= Beginning of Section =

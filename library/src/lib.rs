//! Capability-based dependency resolution and execution.
//!
//! Modules register computation nodes in a [`CapabilityRegistry`]; a [`GraphBuilder`] turns a
//! [`Request`] into an immutable [`DependencyGraph`]; an [`Executor`] evaluates that graph once
//! per [`ParameterPoint`], reporting each requested capability as a value, an invalidated point
//! or a loop error.

pub mod backend;
pub mod error;
pub mod evaluation;
pub mod graph;
pub mod model;
pub mod node;
pub mod registry;

pub use backend::{
    Backend, BackendBinding, BackendFunctionEntry, BackendPlugin, BackendRegistry,
    BackendRequirement, LoadStatus, Version, VersionReq,
};
pub use error::{BackendError, BuildError, LibraryError, RegistryError};
pub use evaluation::{
    CapabilityOutcome, Dispatch, Executor, LoopContext, LoopReport, LoopState, NodeStats,
    PointResults,
};
pub use graph::{CapabilityRequest, DependencyGraph, GraphBuilder, Request};
pub use model::{ModelHierarchy, Options, ParameterPoint, RunOptions, Value};
pub use node::{AbortPolicy, LoopSpec, ModuleFunction, NodeContext, NodeFailure, NodeSpec};
pub use registry::{CapabilityRegistry, MODEL_PARAMETERS};
//! Graph analysis utilities over prerequisite lists.
//!
//! `prereqs[i]` lists the nodes that must be evaluated before node `i`.

use std::collections::{BTreeSet, HashMap, HashSet};

use super::NodeIndex;

/// Topological sort (Kahn's algorithm), prerequisites first.
///
/// Ties are broken by the lowest index so the order is deterministic. Returns `Err` with the
/// nodes left unsorted if there is a cycle.
pub fn topological_sort(prereqs: &[Vec<NodeIndex>]) -> Result<Vec<NodeIndex>, Vec<NodeIndex>> {
    let n = prereqs.len();
    let mut in_degree = vec![0usize; n];
    let mut consumers: Vec<Vec<usize>> = vec![Vec::new(); n];

    for (node, deps) in prereqs.iter().enumerate() {
        let unique: HashSet<NodeIndex> = deps.iter().copied().collect();
        in_degree[node] = unique.len();
        for dep in unique {
            consumers[dep.as_usize()].push(node);
        }
    }

    let mut ready: BTreeSet<usize> = (0..n).filter(|&i| in_degree[i] == 0).collect();
    let mut sorted = Vec::with_capacity(n);

    while let Some(node) = ready.pop_first() {
        sorted.push(NodeIndex::new(node));
        for &consumer in &consumers[node] {
            in_degree[consumer] -= 1;
            if in_degree[consumer] == 0 {
                ready.insert(consumer);
            }
        }
    }

    if sorted.len() != n {
        let placed: HashSet<NodeIndex> = sorted.into_iter().collect();
        return Err((0..n)
            .map(NodeIndex::new)
            .filter(|i| !placed.contains(i))
            .collect());
    }
    Ok(sorted)
}

/// Finds one cycle, returned as a path whose first and last entries are equal.
pub fn find_cycle(prereqs: &[Vec<NodeIndex>]) -> Option<Vec<NodeIndex>> {
    #[derive(Clone, Copy, PartialEq)]
    enum Mark {
        New,
        OnStack,
        Done,
    }

    let n = prereqs.len();
    let mut marks = vec![Mark::New; n];

    for root in 0..n {
        if marks[root] != Mark::New {
            continue;
        }
        // Iterative DFS: (node, next prerequisite position).
        let mut stack: Vec<(usize, usize)> = vec![(root, 0)];
        marks[root] = Mark::OnStack;
        while let Some(top) = stack.last_mut() {
            let (node, pos) = *top;
            if let Some(&next) = prereqs[node].get(pos) {
                top.1 += 1;
                let next = next.as_usize();
                match marks[next] {
                    Mark::New => {
                        marks[next] = Mark::OnStack;
                        stack.push((next, 0));
                    }
                    Mark::OnStack => {
                        let start = stack.iter().position(|&(s, _)| s == next).unwrap_or(0);
                        let mut path: Vec<NodeIndex> =
                            stack[start..].iter().map(|&(s, _)| NodeIndex::new(s)).collect();
                        path.push(NodeIndex::new(next));
                        return Some(path);
                    }
                    Mark::Done => {}
                }
            } else {
                marks[node] = Mark::Done;
                stack.pop();
            }
        }
    }
    None
}

/// Transitive prerequisite closure of `roots`, roots included.
pub fn closure(prereqs: &[Vec<NodeIndex>], roots: &[NodeIndex]) -> HashSet<NodeIndex> {
    let mut visited = HashSet::new();
    let mut stack: Vec<NodeIndex> = roots.to_vec();
    while let Some(node) = stack.pop() {
        if !visited.insert(node) {
            continue;
        }
        stack.extend(prereqs[node.as_usize()].iter().copied());
    }
    visited
}

/// Groups `order` into dependency levels: every node's prerequisites lie in earlier levels.
///
/// Only nodes in `subset` are placed; prerequisites outside it are ignored.
pub fn levels(
    prereqs: &[Vec<NodeIndex>],
    order: &[NodeIndex],
    subset: &HashSet<NodeIndex>,
) -> Vec<Vec<NodeIndex>> {
    let mut depth: HashMap<NodeIndex, usize> = HashMap::new();
    let mut levels: Vec<Vec<NodeIndex>> = Vec::new();
    for &node in order.iter().filter(|n| subset.contains(*n)) {
        let level = prereqs[node.as_usize()]
            .iter()
            .filter_map(|p| depth.get(p))
            .map(|d| d + 1)
            .max()
            .unwrap_or(0);
        depth.insert(node, level);
        if levels.len() <= level {
            levels.resize_with(level + 1, Vec::new);
        }
        levels[level].push(node);
    }
    levels
}

#[cfg(test)]
mod tests {
    use super::*;

    fn idx(values: &[usize]) -> Vec<NodeIndex> {
        values.iter().copied().map(NodeIndex::new).collect()
    }

    #[test]
    fn test_topological_sort_respects_prerequisites() {
        // 0 <- 1 <- 3, 0 <- 2 <- 3
        let prereqs = vec![idx(&[]), idx(&[0]), idx(&[0]), idx(&[1, 2])];
        let sorted = topological_sort(&prereqs).unwrap();
        assert_eq!(sorted, idx(&[0, 1, 2, 3]));
    }

    #[test]
    fn test_topological_sort_reports_cycle_members() {
        let prereqs = vec![idx(&[]), idx(&[2]), idx(&[1])];
        let unsorted = topological_sort(&prereqs).unwrap_err();
        assert_eq!(unsorted, idx(&[1, 2]));
        let cycle = find_cycle(&prereqs).unwrap();
        assert_eq!(cycle.first(), cycle.last());
        assert!(cycle.contains(&NodeIndex::new(1)) && cycle.contains(&NodeIndex::new(2)));
    }

    #[test]
    fn test_closure_and_levels() {
        let prereqs = vec![idx(&[]), idx(&[0]), idx(&[]), idx(&[1, 2]), idx(&[2])];
        let c = closure(&prereqs, &idx(&[3]));
        assert_eq!(c.len(), 4);
        assert!(!c.contains(&NodeIndex::new(4)));

        let order = topological_sort(&prereqs).unwrap();
        let lv = levels(&prereqs, &order, &c);
        assert_eq!(lv, vec![idx(&[0, 2]), idx(&[1]), idx(&[3])]);
    }

    #[test]
    fn test_no_cycle_in_dag() {
        let prereqs = vec![idx(&[]), idx(&[0]), idx(&[0, 1])];
        assert!(find_cycle(&prereqs).is_none());
    }
}
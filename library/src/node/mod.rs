//! Computation node metadata.
//!
//! A [`NodeSpec`] is what a physics module registers: the capability it produces, what it needs,
//! which models it can run under and how it takes part in loops. The work itself is a
//! [`ModuleFunction`].

mod context;
mod traits;

pub use context::NodeContext;
pub use traits::{ModuleFunction, NodeFailure};

use crate::backend::BackendRequirement;

/// A need for another capability.
#[derive(Debug, Clone, PartialEq, Eq)]
pub struct DependencyRequirement {
    pub capability: String,
    pub type_name: Option<String>,
    /// Only active when the run's model is compatible with one of these. Empty means always.
    pub models: Vec<String>,
}

impl DependencyRequirement {
    pub fn new(capability: impl Into<String>) -> Self {
        Self {
            capability: capability.into(),
            type_name: None,
            models: Vec::new(),
        }
    }
}

#[derive(Debug, Clone, PartialEq, Eq)]
pub struct OptionSpec {
    pub key: String,
    pub required: bool,
}

/// What a loop manager does when its loop hits the iteration bound.
#[derive(Debug, Clone, Copy, PartialEq, Eq, Default)]
pub enum AbortPolicy {
    /// Requested outputs depending on the loop report `Invalidated`.
    #[default]
    Invalidate,
    /// The manager still runs and sees the aborted state.
    Accept,
    /// Requested outputs depending on the loop report `Error`.
    Error,
}

/// Declares that a node manages a loop region.
#[derive(Debug, Clone, PartialEq, Eq)]
pub struct LoopSpec {
    /// Capability of the member whose `Boolean` output decides convergence.
    pub convergence: String,
    /// Further member capabilities the manager reads after the loop.
    pub outputs: Vec<String>,
    /// Overridable through the manager's `max_iterations` option.
    pub max_iterations: u32,
    pub on_abort: AbortPolicy,
}

impl LoopSpec {
    pub fn new(convergence: impl Into<String>, max_iterations: u32) -> Self {
        Self {
            convergence: convergence.into(),
            outputs: Vec::new(),
            max_iterations,
            on_abort: AbortPolicy::default(),
        }
    }

    pub fn reads(mut self, capability: impl Into<String>) -> Self {
        self.outputs.push(capability.into());
        self
    }

    pub fn on_abort(mut self, policy: AbortPolicy) -> Self {
        self.on_abort = policy;
        self
    }
}

/// Registration metadata of a computation node.
#[derive(Debug, Clone, PartialEq, Eq)]
pub struct NodeSpec {
    pub module: String,
    pub function: String,
    pub capability: String,
    pub type_name: String,
    pub dependencies: Vec<DependencyRequirement>,
    pub backend_requirements: Vec<BackendRequirement>,
    pub allowed_models: Vec<String>,
    pub options: Vec<OptionSpec>,
    pub once_per_process: bool,
    pub needs_manager: Option<String>,
    pub manages_loop: Option<LoopSpec>,
}

impl NodeSpec {
    pub fn new(
        module: impl Into<String>,
        function: impl Into<String>,
        capability: impl Into<String>,
        type_name: impl Into<String>,
    ) -> Self {
        Self {
            module: module.into(),
            function: function.into(),
            capability: capability.into(),
            type_name: type_name.into(),
            dependencies: Vec::new(),
            backend_requirements: Vec::new(),
            allowed_models: Vec::new(),
            options: Vec::new(),
            once_per_process: false,
            needs_manager: None,
            manages_loop: None,
        }
    }

    pub fn depends_on(mut self, capability: impl Into<String>) -> Self {
        self.dependencies.push(DependencyRequirement::new(capability));
        self
    }

    pub fn depends_on_typed(
        mut self,
        capability: impl Into<String>,
        type_name: impl Into<String>,
    ) -> Self {
        let mut dep = DependencyRequirement::new(capability);
        dep.type_name = Some(type_name.into());
        self.dependencies.push(dep);
        self
    }

    /// A dependency that only exists when running under one of `models` (or a descendant).
    pub fn depends_on_if_model<M: Into<String>>(
        mut self,
        capability: impl Into<String>,
        models: impl IntoIterator<Item = M>,
    ) -> Self {
        let mut dep = DependencyRequirement::new(capability);
        dep.models = models.into_iter().map(Into::into).collect();
        self.dependencies.push(dep);
        self
    }

    pub fn requires_backend(mut self, requirement: BackendRequirement) -> Self {
        self.backend_requirements.push(requirement);
        self
    }

    pub fn allow_model(mut self, model: impl Into<String>) -> Self {
        self.allowed_models.push(model.into());
        self
    }

    pub fn option(mut self, key: impl Into<String>) -> Self {
        self.options.push(OptionSpec {
            key: key.into(),
            required: false,
        });
        self
    }

    pub fn required_option(mut self, key: impl Into<String>) -> Self {
        self.options.push(OptionSpec {
            key: key.into(),
            required: true,
        });
        self
    }

    /// Runs once per process instead of once per point (backend initialisation and the like).
    pub fn once_per_process(mut self) -> Self {
        self.once_per_process = true;
        self
    }

    /// Makes this node a member of the loop managed by the provider of `manager_capability`.
    pub fn needs_manager(mut self, manager_capability: impl Into<String>) -> Self {
        self.needs_manager = Some(manager_capability.into());
        self
    }

    pub fn manages_loop(mut self, spec: LoopSpec) -> Self {
        self.manages_loop = Some(spec);
        self
    }

    /// `module::function`.
    pub fn full_name(&self) -> String {
        format!("{}::{}", self.module, self.function)
    }

    /// Matches either the bare function name or `module::function`.
    pub fn matches_name(&self, name: &str) -> bool {
        match name.split_once("::") {
            Some((module, function)) => module == self.module && function == self.function,
            None => name == self.function,
        }
    }

    pub fn declares_dependency(&self, capability: &str) -> bool {
        self.dependencies.iter().any(|d| d.capability == capability)
    }
}

#[cfg(test)]
mod tests {
    use super::*;

    #[test]
    fn builder_collects_requirements() {
        let spec = NodeSpec::new("DarkBit", "RD_oh2_DS_general", "RD_oh2", "double")
            .depends_on("RD_spectrum_ordered")
            .depends_on_typed("RD_eff_annrate", "fptr")
            .depends_on_if_model("TH_ProcessCatalog", ["ScalarSingletDM_Z2"])
            .required_option("fast")
            .allow_model("ScalarSingletDM_Z2");
        assert_eq!(spec.dependencies.len(), 3);
        assert_eq!(spec.dependencies[1].type_name.as_deref(), Some("fptr"));
        assert_eq!(spec.dependencies[2].models, vec!["ScalarSingletDM_Z2".to_string()]);
        assert!(spec.options[0].required);
        assert!(spec.declares_dependency("RD_eff_annrate"));
    }

    #[test]
    fn name_matching() {
        let spec = NodeSpec::new("DarkBit", "mwimp_generic", "mwimp", "double");
        assert_eq!(spec.full_name(), "DarkBit::mwimp_generic");
        assert!(spec.matches_name("mwimp_generic"));
        assert!(spec.matches_name("DarkBit::mwimp_generic"));
        assert!(!spec.matches_name("SpecBit::mwimp_generic"));
    }
}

= End of Section =

▸ **Exercise directions**
Stopping at the line containing "is a cycle.", please repeat exactly every line from the very start of the entries, that line included, and nothing more.

▸ **Finished task**
filename library/src/lib.rs
//! Capability-based dependency resolution and execution.
//!
//! Modules register computation nodes in a [`CapabilityRegistry`]; a [`GraphBuilder`] turns a
//! [`Request`] into an immutable [`DependencyGraph`]; an [`Executor`] evaluates that graph once
//! per [`ParameterPoint`], reporting each requested capability as a value, an invalidated point
//! or a loop error.

pub mod backend;
pub mod error;
pub mod evaluation;
pub mod graph;
pub mod model;
pub mod node;
pub mod registry;

pub use backend::{
    Backend, BackendBinding, BackendFunctionEntry, BackendPlugin, BackendRegistry,
    BackendRequirement, LoadStatus, Version, VersionReq,
};
pub use error::{BackendError, BuildError, LibraryError, RegistryError};
pub use evaluation::{
    CapabilityOutcome, Dispatch, Executor, LoopContext, LoopReport, LoopState, NodeStats,
    PointResults,
};
pub use graph::{CapabilityRequest, DependencyGraph, GraphBuilder, Request};
pub use model::{ModelHierarchy, Options, ParameterPoint, RunOptions, Value};
pub use node::{AbortPolicy, LoopSpec, ModuleFunction, NodeContext, NodeFailure, NodeSpec};
pub use registry::{CapabilityRegistry, MODEL_PARAMETERS};
//! Graph analysis utilities over prerequisite lists.
//!
//! `prereqs[i]` lists the nodes that must be evaluated before node `i`.

use std::collections::{BTreeSet, HashMap, HashSet};

use super::NodeIndex;

/// Topological sort (Kahn's algorithm), prerequisites first.
///
/// Ties are broken by the lowest index so the order is deterministic. Returns `Err` with the
/// nodes left unsorted if there is a cycle.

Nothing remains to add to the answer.